Listed records:
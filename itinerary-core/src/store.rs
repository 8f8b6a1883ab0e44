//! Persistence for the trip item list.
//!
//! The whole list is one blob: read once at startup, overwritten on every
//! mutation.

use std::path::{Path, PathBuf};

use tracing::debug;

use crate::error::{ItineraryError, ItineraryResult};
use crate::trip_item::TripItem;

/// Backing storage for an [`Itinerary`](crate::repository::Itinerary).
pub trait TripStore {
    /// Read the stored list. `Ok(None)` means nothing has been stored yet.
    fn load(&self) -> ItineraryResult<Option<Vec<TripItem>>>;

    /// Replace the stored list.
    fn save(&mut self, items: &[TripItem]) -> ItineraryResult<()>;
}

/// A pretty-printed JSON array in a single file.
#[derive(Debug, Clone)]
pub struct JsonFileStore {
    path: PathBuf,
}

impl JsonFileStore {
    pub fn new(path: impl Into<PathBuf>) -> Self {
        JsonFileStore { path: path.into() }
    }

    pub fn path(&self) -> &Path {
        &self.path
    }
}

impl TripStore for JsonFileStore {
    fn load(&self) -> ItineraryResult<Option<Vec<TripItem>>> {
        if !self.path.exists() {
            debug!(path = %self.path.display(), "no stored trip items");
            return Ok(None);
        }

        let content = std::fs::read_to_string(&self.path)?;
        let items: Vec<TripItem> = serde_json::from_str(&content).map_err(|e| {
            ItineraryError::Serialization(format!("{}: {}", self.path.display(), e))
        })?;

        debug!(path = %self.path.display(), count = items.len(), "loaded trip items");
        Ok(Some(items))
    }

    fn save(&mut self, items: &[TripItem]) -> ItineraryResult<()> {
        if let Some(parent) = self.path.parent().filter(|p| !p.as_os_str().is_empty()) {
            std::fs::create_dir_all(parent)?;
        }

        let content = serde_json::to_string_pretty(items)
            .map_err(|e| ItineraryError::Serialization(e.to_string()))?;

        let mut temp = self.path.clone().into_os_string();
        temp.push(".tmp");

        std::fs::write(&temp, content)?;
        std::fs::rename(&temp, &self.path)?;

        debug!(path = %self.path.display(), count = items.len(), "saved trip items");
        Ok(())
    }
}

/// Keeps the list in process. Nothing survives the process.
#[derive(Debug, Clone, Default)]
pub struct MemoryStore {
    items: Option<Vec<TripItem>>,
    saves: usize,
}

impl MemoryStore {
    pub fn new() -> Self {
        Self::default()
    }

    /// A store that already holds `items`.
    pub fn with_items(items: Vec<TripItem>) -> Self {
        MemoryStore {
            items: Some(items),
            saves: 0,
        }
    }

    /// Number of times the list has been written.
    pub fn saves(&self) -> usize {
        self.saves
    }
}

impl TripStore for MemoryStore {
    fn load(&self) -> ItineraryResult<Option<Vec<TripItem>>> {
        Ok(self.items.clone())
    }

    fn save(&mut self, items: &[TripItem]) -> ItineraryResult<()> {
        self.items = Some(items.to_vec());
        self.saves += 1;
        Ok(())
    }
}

Required work: Lines of the material may hold the string "repository". Copy each one that does.

Answer box:
repository 8f8b6a1883ab0e44
/// Backing storage for an [`Itinerary`](crate::repository::Itinerary).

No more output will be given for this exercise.